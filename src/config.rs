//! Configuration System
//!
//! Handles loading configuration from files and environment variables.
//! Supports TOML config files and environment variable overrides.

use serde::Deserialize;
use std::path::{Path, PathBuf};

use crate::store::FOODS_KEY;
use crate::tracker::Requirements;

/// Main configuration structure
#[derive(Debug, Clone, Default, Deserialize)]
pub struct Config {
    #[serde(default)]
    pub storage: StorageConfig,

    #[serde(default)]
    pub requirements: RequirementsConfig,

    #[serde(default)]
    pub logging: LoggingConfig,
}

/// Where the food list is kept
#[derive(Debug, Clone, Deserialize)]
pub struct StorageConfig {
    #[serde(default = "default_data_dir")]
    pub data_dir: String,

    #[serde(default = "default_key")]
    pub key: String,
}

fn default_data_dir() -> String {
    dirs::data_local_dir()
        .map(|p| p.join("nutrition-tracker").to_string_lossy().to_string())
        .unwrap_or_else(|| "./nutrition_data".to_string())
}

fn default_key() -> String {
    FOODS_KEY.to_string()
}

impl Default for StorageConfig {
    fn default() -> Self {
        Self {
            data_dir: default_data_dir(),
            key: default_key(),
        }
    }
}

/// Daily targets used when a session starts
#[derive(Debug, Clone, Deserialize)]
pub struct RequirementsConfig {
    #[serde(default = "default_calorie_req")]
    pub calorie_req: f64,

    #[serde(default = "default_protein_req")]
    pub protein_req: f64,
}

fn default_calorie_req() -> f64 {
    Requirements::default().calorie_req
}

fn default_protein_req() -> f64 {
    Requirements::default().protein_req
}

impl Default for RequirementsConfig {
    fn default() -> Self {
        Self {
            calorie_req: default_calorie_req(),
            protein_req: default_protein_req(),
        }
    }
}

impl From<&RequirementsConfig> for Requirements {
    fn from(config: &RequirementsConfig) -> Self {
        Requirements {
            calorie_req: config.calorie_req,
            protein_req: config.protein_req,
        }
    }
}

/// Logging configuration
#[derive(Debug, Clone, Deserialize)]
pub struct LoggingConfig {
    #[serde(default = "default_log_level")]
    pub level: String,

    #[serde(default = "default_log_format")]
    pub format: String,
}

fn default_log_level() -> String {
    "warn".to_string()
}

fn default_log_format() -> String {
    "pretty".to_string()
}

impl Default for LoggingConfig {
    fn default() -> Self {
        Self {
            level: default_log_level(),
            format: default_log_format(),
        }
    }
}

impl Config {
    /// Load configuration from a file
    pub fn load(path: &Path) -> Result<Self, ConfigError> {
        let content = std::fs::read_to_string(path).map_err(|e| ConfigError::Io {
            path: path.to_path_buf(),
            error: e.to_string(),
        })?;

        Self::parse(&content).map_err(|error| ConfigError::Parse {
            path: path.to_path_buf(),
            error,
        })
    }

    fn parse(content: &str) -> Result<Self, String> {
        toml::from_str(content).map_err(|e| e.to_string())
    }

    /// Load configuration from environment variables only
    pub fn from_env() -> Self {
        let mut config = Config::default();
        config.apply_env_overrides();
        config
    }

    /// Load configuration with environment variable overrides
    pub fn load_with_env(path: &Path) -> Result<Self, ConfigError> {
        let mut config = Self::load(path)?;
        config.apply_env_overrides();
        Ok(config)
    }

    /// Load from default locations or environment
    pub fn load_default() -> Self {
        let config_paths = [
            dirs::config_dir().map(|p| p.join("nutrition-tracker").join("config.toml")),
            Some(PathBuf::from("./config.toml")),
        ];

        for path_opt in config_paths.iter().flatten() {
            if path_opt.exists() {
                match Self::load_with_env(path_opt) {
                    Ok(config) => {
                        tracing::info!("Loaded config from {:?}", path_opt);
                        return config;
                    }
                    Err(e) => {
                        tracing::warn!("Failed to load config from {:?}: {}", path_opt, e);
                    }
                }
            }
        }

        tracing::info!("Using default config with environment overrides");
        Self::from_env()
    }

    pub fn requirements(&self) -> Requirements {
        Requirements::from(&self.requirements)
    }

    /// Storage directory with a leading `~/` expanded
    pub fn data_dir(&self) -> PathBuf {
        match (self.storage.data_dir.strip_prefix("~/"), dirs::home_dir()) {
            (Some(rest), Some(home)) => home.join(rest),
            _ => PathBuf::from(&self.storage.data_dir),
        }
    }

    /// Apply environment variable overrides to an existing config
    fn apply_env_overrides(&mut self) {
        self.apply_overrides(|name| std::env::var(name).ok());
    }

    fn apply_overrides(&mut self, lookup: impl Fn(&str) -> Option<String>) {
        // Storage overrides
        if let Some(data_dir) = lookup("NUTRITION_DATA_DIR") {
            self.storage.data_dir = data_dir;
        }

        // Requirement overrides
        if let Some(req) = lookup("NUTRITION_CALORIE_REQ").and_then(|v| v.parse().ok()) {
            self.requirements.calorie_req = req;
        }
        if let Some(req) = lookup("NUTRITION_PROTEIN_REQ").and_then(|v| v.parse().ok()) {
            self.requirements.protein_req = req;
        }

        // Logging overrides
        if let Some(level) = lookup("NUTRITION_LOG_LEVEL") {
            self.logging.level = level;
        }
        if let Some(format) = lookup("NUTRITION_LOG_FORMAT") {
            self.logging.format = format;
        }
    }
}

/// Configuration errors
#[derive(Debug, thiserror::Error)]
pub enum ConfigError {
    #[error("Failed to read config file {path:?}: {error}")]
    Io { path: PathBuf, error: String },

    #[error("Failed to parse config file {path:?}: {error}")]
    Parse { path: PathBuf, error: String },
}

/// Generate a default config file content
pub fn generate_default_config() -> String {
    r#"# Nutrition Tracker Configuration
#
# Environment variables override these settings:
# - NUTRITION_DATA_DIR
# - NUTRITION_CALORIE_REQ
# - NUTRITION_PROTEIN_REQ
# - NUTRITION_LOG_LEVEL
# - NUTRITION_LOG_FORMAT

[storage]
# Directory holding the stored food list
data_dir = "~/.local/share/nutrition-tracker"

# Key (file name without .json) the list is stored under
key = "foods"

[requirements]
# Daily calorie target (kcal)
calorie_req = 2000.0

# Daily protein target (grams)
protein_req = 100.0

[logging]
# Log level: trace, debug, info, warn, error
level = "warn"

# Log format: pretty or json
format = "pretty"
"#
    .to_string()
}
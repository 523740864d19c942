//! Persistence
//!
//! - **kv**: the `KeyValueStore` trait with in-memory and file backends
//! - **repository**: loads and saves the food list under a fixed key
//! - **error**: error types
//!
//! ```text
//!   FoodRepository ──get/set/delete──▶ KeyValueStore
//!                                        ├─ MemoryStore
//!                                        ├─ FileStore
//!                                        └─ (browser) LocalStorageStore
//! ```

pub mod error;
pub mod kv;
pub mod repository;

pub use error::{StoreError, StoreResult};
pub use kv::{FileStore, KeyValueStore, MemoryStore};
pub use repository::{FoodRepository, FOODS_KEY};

[About this exercise]
The task calls for each record to be returned verbatim.

[Answer]
filename src/config.rs
//! Configuration System
//!
//! Handles loading configuration from files and environment variables.
//! Supports TOML config files and environment variable overrides.

use serde::Deserialize;
use std::path::{Path, PathBuf};

use crate::store::FOODS_KEY;
use crate::tracker::Requirements;

/// Main configuration structure
#[derive(Debug, Clone, Default, Deserialize)]
pub struct Config {
    #[serde(default)]
    pub storage: StorageConfig,

    #[serde(default)]
    pub requirements: RequirementsConfig,

    #[serde(default)]
    pub logging: LoggingConfig,
}

/// Where the food list is kept
#[derive(Debug, Clone, Deserialize)]
pub struct StorageConfig {
    #[serde(default = "default_data_dir")]
    pub data_dir: String,

    #[serde(default = "default_key")]
    pub key: String,
}

fn default_data_dir() -> String {
    dirs::data_local_dir()
        .map(|p| p.join("nutrition-tracker").to_string_lossy().to_string())
        .unwrap_or_else(|| "./nutrition_data".to_string())
}

fn default_key() -> String {
    FOODS_KEY.to_string()
}

impl Default for StorageConfig {
    fn default() -> Self {
        Self {
            data_dir: default_data_dir(),
            key: default_key(),
        }
    }
}

/// Daily targets used when a session starts
#[derive(Debug, Clone, Deserialize)]
pub struct RequirementsConfig {
    #[serde(default = "default_calorie_req")]
    pub calorie_req: f64,

    #[serde(default = "default_protein_req")]
    pub protein_req: f64,
}

fn default_calorie_req() -> f64 {
    Requirements::default().calorie_req
}

fn default_protein_req() -> f64 {
    Requirements::default().protein_req
}

impl Default for RequirementsConfig {
    fn default() -> Self {
        Self {
            calorie_req: default_calorie_req(),
            protein_req: default_protein_req(),
        }
    }
}

impl From<&RequirementsConfig> for Requirements {
    fn from(config: &RequirementsConfig) -> Self {
        Requirements {
            calorie_req: config.calorie_req,
            protein_req: config.protein_req,
        }
    }
}

/// Logging configuration
#[derive(Debug, Clone, Deserialize)]
pub struct LoggingConfig {
    #[serde(default = "default_log_level")]
    pub level: String,

    #[serde(default = "default_log_format")]
    pub format: String,
}

fn default_log_level() -> String {
    "warn".to_string()
}

fn default_log_format() -> String {
    "pretty".to_string()
}

impl Default for LoggingConfig {
    fn default() -> Self {
        Self {
            level: default_log_level(),
            format: default_log_format(),
        }
    }
}

impl Config {
    /// Load configuration from a file
    pub fn load(path: &Path) -> Result<Self, ConfigError> {
        let content = std::fs::read_to_string(path).map_err(|e| ConfigError::Io {
            path: path.to_path_buf(),
            error: e.to_string(),
        })?;

        Self::parse(&content).map_err(|error| ConfigError::Parse {
            path: path.to_path_buf(),
            error,
        })
    }

    fn parse(content: &str) -> Result<Self, String> {
        toml::from_str(content).map_err(|e| e.to_string())
    }

    /// Load configuration from environment variables only
    pub fn from_env() -> Self {
        let mut config = Config::default();
        config.apply_env_overrides();
        config
    }

    /// Load configuration with environment variable overrides
    pub fn load_with_env(path: &Path) -> Result<Self, ConfigError> {
        let mut config = Self::load(path)?;
        config.apply_env_overrides();
        Ok(config)
    }

    /// Load from default locations or environment
    pub fn load_default() -> Self {
        let config_paths = [
            dirs::config_dir().map(|p| p.join("nutrition-tracker").join("config.toml")),
            Some(PathBuf::from("./config.toml")),
        ];

        for path_opt in config_paths.iter().flatten() {
            if path_opt.exists() {
                match Self::load_with_env(path_opt) {
                    Ok(config) => {
                        tracing::info!("Loaded config from {:?}", path_opt);
                        return config;
                    }
                    Err(e) => {
                        tracing::warn!("Failed to load config from {:?}: {}", path_opt, e);
                    }
                }
            }
        }

        tracing::info!("Using default config with environment overrides");
        Self::from_env()
    }

    pub fn requirements(&self) -> Requirements {
        Requirements::from(&self.requirements)
    }

    /// Storage directory with a leading `~/` expanded
    pub fn data_dir(&self) -> PathBuf {
        match (self.storage.data_dir.strip_prefix("~/"), dirs::home_dir()) {
            (Some(rest), Some(home)) => home.join(rest),
            _ => PathBuf::from(&self.storage.data_dir),
        }
    }

    /// Apply environment variable overrides to an existing config
    fn apply_env_overrides(&mut self) {
        self.apply_overrides(|name| std::env::var(name).ok());
    }

    fn apply_overrides(&mut self, lookup: impl Fn(&str) -> Option<String>) {
        // Storage overrides
        if let Some(data_dir) = lookup("NUTRITION_DATA_DIR") {
            self.storage.data_dir = data_dir;
        }

        // Requirement overrides
        if let Some(req) = lookup("NUTRITION_CALORIE_REQ").and_then(|v| v.parse().ok()) {
            self.requirements.calorie_req = req;
        }
        if let Some(req) = lookup("NUTRITION_PROTEIN_REQ").and_then(|v| v.parse().ok()) {
            self.requirements.protein_req = req;
        }

        // Logging overrides
        if let Some(level) = lookup("NUTRITION_LOG_LEVEL") {
            self.logging.level = level;
        }
        if let Some(format) = lookup("NUTRITION_LOG_FORMAT") {
            self.logging.format = format;
        }
    }
}

/// Configuration errors
#[derive(Debug, thiserror::Error)]
pub enum ConfigError {
    #[error("Failed to read config file {path:?}: {error}")]
    Io { path: PathBuf, error: String },

    #[error("Failed to parse config file {path:?}: {error}")]
    Parse { path: PathBuf, error: String },
}

/// Generate a default config file content
pub fn generate_default_config() -> String {
    r#"# Nutrition Tracker Configuration
#
# Environment variables override these settings:
# - NUTRITION_DATA_DIR
# - NUTRITION_CALORIE_REQ
# - NUTRITION_PROTEIN_REQ
# - NUTRITION_LOG_LEVEL
# - NUTRITION_LOG_FORMAT

[storage]
# Directory holding the stored food list
data_dir = "~/.local/share/nutrition-tracker"

# Key (file name without .json) the list is stored under
key = "foods"

[requirements]
# Daily calorie target (kcal)
calorie_req = 2000.0

# Daily protein target (grams)
protein_req = 100.0

[logging]
# Log level: trace, debug, info, warn, error
level = "warn"

# Log format: pretty or json
format = "pretty"
"#
    .to_string()
}
repository 523740864d19c942
//! Persistence
//!
//! - **kv**: the `KeyValueStore` trait with in-memory and file backends
//! - **repository**: loads and saves the food list under a fixed key
//! - **error**: error types
//!
//! ```text
//!   FoodRepository ──get/set/delete──▶ KeyValueStore
//!                                        ├─ MemoryStore
//!                                        ├─ FileStore
//!                                        └─ (browser) LocalStorageStore
//! ```

pub mod error;
pub mod kv;
pub mod repository;

pub use error::{StoreError, StoreResult};
pub use kv::{FileStore, KeyValueStore, MemoryStore};
pub use repository::{FoodRepository, FOODS_KEY};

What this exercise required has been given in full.